Starting at the first line of the records below, transcribe each line exactly, ending with the line that contains "with exponent-vector monomials".

Segment Start: DATA

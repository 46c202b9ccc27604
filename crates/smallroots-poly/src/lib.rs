//! # smallroots-poly
//!
//! Multivariate polynomial arithmetic over ℤ and ℚ for the smallroots
//! workspace.
//!
//! This crate provides:
//! - Named [`Variable`]s and explicit [`PolyRing`] values (ordered
//!   variable list plus [`TermOrder`]) compared structurally
//! - Sparse multivariate [`Polynomial`]s with exponent-vector monomials
//! - Ring changes through evaluation homomorphisms ([`Polynomial::substitute`])
//! - Integer roots of univariate integer polynomials
//! - A text parser for polynomial expressions and equations
//!
//! ## Term orders
//!
//! Weighted degree orders take integer weights, so that the order stays
//! exact and compatible with multiplication even when the weights come
//! from logarithms of bounds.

#![warn(missing_docs)]
#![warn(clippy::all)]
#![warn(clippy::pedantic)]

pub mod error;
pub mod monomial;
pub mod ordering;
pub mod parse;
pub mod polynomial;
pub mod ring;
pub mod univariate;
pub mod variable;

#[cfg(test)]
mod proptests;

pub use error::PolyError;
pub use monomial::Monomial;
pub use ordering::TermOrder;
pub use parse::{parse_polynomial_in, parse_polynomials};
pub use polynomial::Polynomial;
pub use ring::PolyRing;
pub use univariate::integer_roots;
pub use variable::Variable;
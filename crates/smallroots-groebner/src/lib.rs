//! Gröbner bases and ideals for the smallroots workspace.
//!
//! This crate provides:
//! - Strong Gröbner bases over ℤ ([`integer::groebner_basis`]) with
//!   S- and G-polynomials and Euclidean reduction
//! - Reduced Gröbner bases over ℚ ([`rational_groebner_basis`])
//! - Integer ideals with sum, product and normal forms ([`Ideal`])
//! - Integer points of zero-dimensional ideals ([`integer_points`])

#![warn(missing_docs)]
#![warn(clippy::all)]
#![warn(clippy::pedantic)]

pub mod criteria;
pub mod error;
pub mod ideal;
pub mod integer;
pub mod rational;
pub mod variety;

#[cfg(test)]
mod proptests;

pub use error::VarietyError;
pub use ideal::Ideal;
pub use rational::rational_groebner_basis;
pub use variety::integer_points;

Segment End: DATA

> [ANSWER BOX]:
repository 46c202b9ccc27604
filename crates/smallroots-poly/src/lib.rs
//! # smallroots-poly
//!
//! Multivariate polynomial arithmetic over ℤ and ℚ for the smallroots
//! workspace.
//!
//! This crate provides:
//! - Named [`Variable`]s and explicit [`PolyRing`] values (ordered
//!   variable list plus [`TermOrder`]) compared structurally
//! - Sparse multivariate [`Polynomial`]s with exponent-vector monomials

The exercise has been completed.